Ball State joins other universities in multimedia project

Two Ball State University professors will push technological boundaries today when they participate in a live multimedia broadcast with two performers at the University of Iowa.

John Fillwalk, professor of electronic art, and Keith Kothman, director of music technology, will partake in the three-part broadcast at 9 a.m. in the Music Instruction Building, Room 216. The performance is free and open to the public.

Fillwalk said he and Kothman worked with professors at the University of Iowa and the University of Southampton in the U.K. since early spring, but work on the production took about two months.

"It's been a long hull," Fillwalk said. "The organization of pieces really took the most amount of time."

Two performers from the University of Southampton, including Herman Rapaport, the man who thought of the project, will not participate because of a fire that destroyed a laboratory for their school of Electronics and Computer Science last weekend.

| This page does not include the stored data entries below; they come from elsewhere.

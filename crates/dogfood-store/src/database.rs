//! Database connection management.
//!
//! The [`Database`] struct owns a [`rusqlite::Connection`] and guarantees
//! that migrations are run before any other operation. [`SqliteStore`] wraps
//! it in an async mutex to satisfy the [`MessageStore`] contract.

use std::path::{Path, PathBuf};
use std::sync::Arc;

use directories::ProjectDirs;
use rusqlite::Connection;
use tokio::sync::Mutex;

use dogfood_shared::{DeliveryStatus, Link, LinkId, Message, MessageId, UserId};

use crate::error::StoreError;
use crate::migrations;
use crate::store::{HistoryQuery, MessageStore, NewMessage};
use crate::Result;

/// Wrapper around a [`rusqlite::Connection`].
pub struct Database {
    conn: Connection,
}

impl Database {
    /// Open (or create) the default application database in the
    /// platform-appropriate data directory
    /// (e.g. `~/.local/share/dogfood/dogfood.db` on Linux).
    pub fn new() -> Result<Self> {
        let project_dirs =
            ProjectDirs::from("app", "dogfood", "dogfood").ok_or(StoreError::NoDataDir)?;

        let data_dir = project_dirs.data_dir();
        std::fs::create_dir_all(data_dir)?;

        let db_path = data_dir.join("dogfood.db");

        tracing::info!(path = %db_path.display(), "opening database");

        Self::open_at(&db_path)
    }

    /// Open (or create) a database at an explicit path.
    ///
    /// This is useful for tests and for embedding the store inside custom
    /// directory layouts.
    pub fn open_at(path: &Path) -> Result<Self> {
        let conn = Connection::open(path)?;

        // Recommended SQLite settings.
        conn.pragma_update(None, "journal_mode", "WAL")?;
        conn.pragma_update(None, "foreign_keys", "ON")?;

        // Run schema migrations.
        migrations::run_migrations(&conn)?;

        Ok(Self { conn })
    }

    /// Return a reference to the underlying `rusqlite::Connection`.
    ///
    /// Callers should prefer the typed CRUD helpers, but direct access is
    /// occasionally needed for transactions or ad-hoc queries.
    pub fn conn(&self) -> &Connection {
        &self.conn
    }

    /// Return the filesystem path of the open database (if any).
    pub fn path(&self) -> Option<PathBuf> {
        self.conn.path().map(PathBuf::from)
    }
}

/// Async [`MessageStore`] over a [`Database`].
///
/// `rusqlite::Connection` is single-threaded, so the handle serialises all
/// access through a tokio mutex. Clones share the same connection.
#[derive(Clone)]
pub struct SqliteStore {
    db: Arc<Mutex<Database>>,
}

impl SqliteStore {
    pub fn new(db: Database) -> Self {
        Self {
            db: Arc::new(Mutex::new(db)),
        }
    }

    /// Open a database at `path` and wrap it.
    pub fn open_at(path: &Path) -> Result<Self> {
        Ok(Self::new(Database::open_at(path)?))
    }

    /// Register a link (test and provisioning helper).
    pub async fn add_link(&self, link: Link) -> Result<()> {
        self.db.lock().await.insert_link(&link)
    }
}

impl MessageStore for SqliteStore {
    async fn create_message(&self, new: NewMessage) -> Result<Message> {
        new.validate_shape()?;

        let db = self.db.lock().await;
        let link = db.get_link_by_id(new.link_id)?;
        new.validate_against_link(&link)?;

        // Timestamps are stored with microsecond precision; truncate up
        // front so the returned row compares equal to a later read-back.
        use chrono::Timelike;
        let now = chrono::Utc::now();
        let now = now
            .with_nanosecond(now.nanosecond() / 1000 * 1000)
            .unwrap_or(now);
        let message = new.into_message(now);
        db.insert_message(&message)?;
        Ok(message)
    }

    async fn list_messages(&self, link_id: LinkId, query: HistoryQuery) -> Result<Vec<Message>> {
        self.db.lock().await.list_messages_for_link(link_id, query)
    }

    async fn update_status(
        &self,
        ids: &[MessageId],
        target: DeliveryStatus,
        scope_receiver: UserId,
    ) -> Result<usize> {
        self.db
            .lock()
            .await
            .advance_status_scoped(ids, target, scope_receiver)
    }

    async fn get_message(&self, id: MessageId) -> Result<Message> {
        self.db.lock().await.get_message_by_id(id)
    }

    async fn get_link(&self, link_id: LinkId) -> Result<Link> {
        self.db.lock().await.get_link_by_id(link_id)
    }
}

#[cfg(test)]
mod tests {
    use super::*;

    #[test]
    fn open_round_trip() {
        let dir = tempfile::tempdir().unwrap();
        let path = dir.path().join("test.db");

        let db = Database::open_at(&path).expect("should open");
        assert!(db.path().is_some());
    }
}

Ball State and the University of Iowa will participate in the project today, and Southampton will join the collaboration again in the future, Fillwalk said.

The performance is part of a series titled "Hypothetical Universities."

The first part of the presentation will feature three segments of theatrical, musical and artistic interpretation by the Iowa and Ball State performers. Fillwalk and Kothman will use pre-recorded and live features for the project.

"In my mind, what I'm trying to do is be open-minded," Kothman said. "I'm doing things that will give me freedom during the performance."

The second part will focus on interpretation of the pieces and a look at the bigger picture. Kevin Klinger, an associate professor of architecture, will be one of the respondents in the second half of the presentation. The Free University of Copenhagen in Denmark and the University of Portsmouth in the U.K. will also participate in the response.

"The 'Hypothetical Universities' project is significant in that it addresses fundamental questions inspired by a real-time connected performance and simultaneous conference, but also as it uses the connected digital medium to facilitate this exchange," Klinger said.

The group will be using Polycom, a video-conferencing system, to broadcast the performance.

"We're really trying to push the technology in ways they weren't intended to be used," Fillwalk said.